Brazilian Mechanic Invents Light In A Bottle With Water And Bleach

Brazilian Mechanic Invents Light In A Bottle With Water And BleachIn 2002, the Brazilian mechanic Alfredo Moser had a light-bulb moment and came up with a way of illuminating his house during the day without electricity – using nothing more than plastic bottles filled with water and a tiny bit of bleach. So how does it work? Simple refraction of sunlight, explains Moser.

‘Moser lamp’

“Add two capfuls of bleach to protect the water so it doesn’t turn green [with algae]. The cleaner the bottle, the better,” he adds. “You fix the bottle in with polyester resin. Even when it rains, the roof never leaks – not one drop… An engineer came and measured the light,” he says. “It depends on how strong the sun is but it’s more or less 40 to 60 watts,” he says.

The inspiration for the “Moser lamp” came to him during one of the country’s frequent electricity blackouts in 2002. Moser and his friends began to wonder how they would raise the alarm, in case of an emergency, such as a small plane coming down, imagining a situation in which they had no matches.


‘Great sense of pride’

Soon he had developed the lamp. Moser has installed the bottle lamps in neighbours’ houses and the local supermarket. While he does earn a few dollars installing them, it’s obvious from his simple house and his 1974 car that his invention hasn’t made him wealthy. What it has given him is a great sense of pride.

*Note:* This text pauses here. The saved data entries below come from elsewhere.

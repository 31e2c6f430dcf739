/// Station registry for the NWAC weather network.
///
/// Stations go by three names depending on who is asking:
///   - the AWS ID used by our own loggers and the database ("HUR"),
///   - the Mesowest ID used by the Synoptic/Mesowest feeds ("HUR53"),
///   - the database station code, which is the AWS ID prefixed with "oso"
///     ("osoHUR").
///
/// This is the single source of truth for those mappings; all other
/// modules should translate station names through here rather than
/// hardcoding them.

// ---------------------------------------------------------------------------
// Station metadata
// ---------------------------------------------------------------------------

/// Prefix the weather database puts in front of every AWS ID.
pub const DB_CODE_PREFIX: &str = "oso";

/// Metadata for a single NWAC weather station.
pub struct Station {
    /// Three-character AWS identifier.
    pub aws_id: &'static str,
    /// Mesowest identifier.
    pub mesowest_id: &'static str,
    pub name: &'static str,
    /// Whether the nightly bias-correction run pulls observations for this
    /// station by default.
    pub daily_bias_correction: bool,
}

/// All NWAC stations with both an AWS and a Mesowest identifier.
pub static STATION_REGISTRY: &[Station] = &[
    Station { aws_id: "HUR", mesowest_id: "HUR53", name: "Hurricane Ridge", daily_bias_correction: true },
    Station { aws_id: "MTB", mesowest_id: "MTB42", name: "Mt. Baker Ski Area", daily_bias_correction: true },
    Station { aws_id: "MAZ", mesowest_id: "MAZ22", name: "Mazama", daily_bias_correction: false },
    Station { aws_id: "WAS", mesowest_id: "WAP55", name: "Washington Pass", daily_bias_correction: true },
    Station { aws_id: "LAK", mesowest_id: "LAK19", name: "Lake Wenatchee", daily_bias_correction: false },
    Station { aws_id: "BRN", mesowest_id: "BRN27", name: "Berne", daily_bias_correction: false },
    Station { aws_id: "STS", mesowest_id: "STS40", name: "Stevens Pass - Schmidt Haus", daily_bias_correction: true },
    Station { aws_id: "stb", mesowest_id: "STB48", name: "Stevens Pass - Brooks", daily_bias_correction: false },
    // Not unique as an AWS ID, so it stays out of the nightly run.
    Station { aws_id: "TUM", mesowest_id: "LVN11", name: "Tumwater Mountain", daily_bias_correction: false },
    Station { aws_id: "ALL", mesowest_id: "ALP31", name: "Alpental", daily_bias_correction: false },
    Station { aws_id: "SSM", mesowest_id: "SNO30", name: "Snoqualmie Pass", daily_bias_correction: true },
    Station { aws_id: "BLT", mesowest_id: "BLT41", name: "Blewett Pass", daily_bias_correction: false },
    Station { aws_id: "MSM", mesowest_id: "MSR52", name: "Mission Ridge", daily_bias_correction: true },
    Station { aws_id: "CMT", mesowest_id: "CMT43", name: "Crystal Mountain", daily_bias_correction: true },
    Station { aws_id: "CHL", mesowest_id: "CHP55", name: "Chinook Pass", daily_bias_correction: false },
    Station { aws_id: "PVC", mesowest_id: "PVC54", name: "Paradise", daily_bias_correction: true },
    Station { aws_id: "WPS", mesowest_id: "WPS58", name: "White Pass", daily_bias_correction: true },
    Station { aws_id: "MSH", mesowest_id: "MSH33", name: "Mt. St. Helens", daily_bias_correction: false },
    Station { aws_id: "TML", mesowest_id: "TIM59", name: "Timberline", daily_bias_correction: true },
    Station { aws_id: "MHL", mesowest_id: "MHM54", name: "Mt. Hood Meadows", daily_bias_correction: true },
    Station { aws_id: "SBL", mesowest_id: "GVT36", name: "Mt. Hood Ski Bowl", daily_bias_correction: false },
];

/// Column prefixes in the bias-correction CSV, which predates the AWS IDs.
/// `<prefix>1` holds the observation and `<prefix>4` the forecast.
pub static BIAS_CSV_STATIONS: &[&str] = &[
    "HUR", "MTB", "WAP", "STV", "SNO", "LVN", "MIS", "CMT", "PAR", "WHP", "TML", "MHM",
];

/// Looks up a station by AWS ID. Returns `None` if not found.
pub fn find_station(aws_id: &str) -> Option<&'static Station> {
    STATION_REGISTRY.iter().find(|s| s.aws_id == aws_id)
}

pub fn mesowest_to_aws(mesowest_id: &str) -> Option<&'static str> {
    STATION_REGISTRY
        .iter()
        .find(|s| s.mesowest_id == mesowest_id)
        .map(|s| s.aws_id)
}

pub fn aws_to_mesowest(aws_id: &str) -> Option<&'static str> {
    find_station(aws_id).map(|s| s.mesowest_id)
}

/// AWS IDs pulled by the nightly bias-correction run, in run order.
pub fn default_daily_stations() -> Vec<&'static str> {
    STATION_REGISTRY
        .iter()
        .filter(|s| s.daily_bias_correction)
        .map(|s| s.aws_id)
        .collect()
}

/// Returns true if `name` is a column prefix of the bias-correction CSV.
pub fn is_bias_csv_station(name: &str) -> bool {
    BIAS_CSV_STATIONS.contains(&name)
}

/// Database station code for an AWS ID, e.g. "HUR" -> "osoHUR".
pub fn db_code_for(aws_id: &str) -> String {
    format!("{}{}", DB_CODE_PREFIX, aws_id)
}

/// Extracts the AWS ID from a database station code.
///
/// Returns `None` unless the code is exactly "oso" followed by three
/// characters.
pub fn aws_id_from_db_code(code: &str) -> Option<&str> {
    if code.len() != DB_CODE_PREFIX.len() + 3 {
        return None;
    }
    code.strip_prefix(DB_CODE_PREFIX)
}

// ---------------------------------------------------------------------------
// Tests
// ---------------------------------------------------------------------------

Illac Angelo Diaz, executive director of the MyShelter Foundation in the Philippines that specialises in alternative construction, started making the lamps in June 2011. They now train people to create and install the bottles, in order to earn a small income. In the Philippines, where a quarter of the population lives below the poverty line, and electricity is unusually expensive, the idea has really taken off, with Moser lamps now fitted in 140,000 homes.  The idea has also caught on in about 15 other countries, from India and Bangladesh, to Tanzania, Argentina and Fiji.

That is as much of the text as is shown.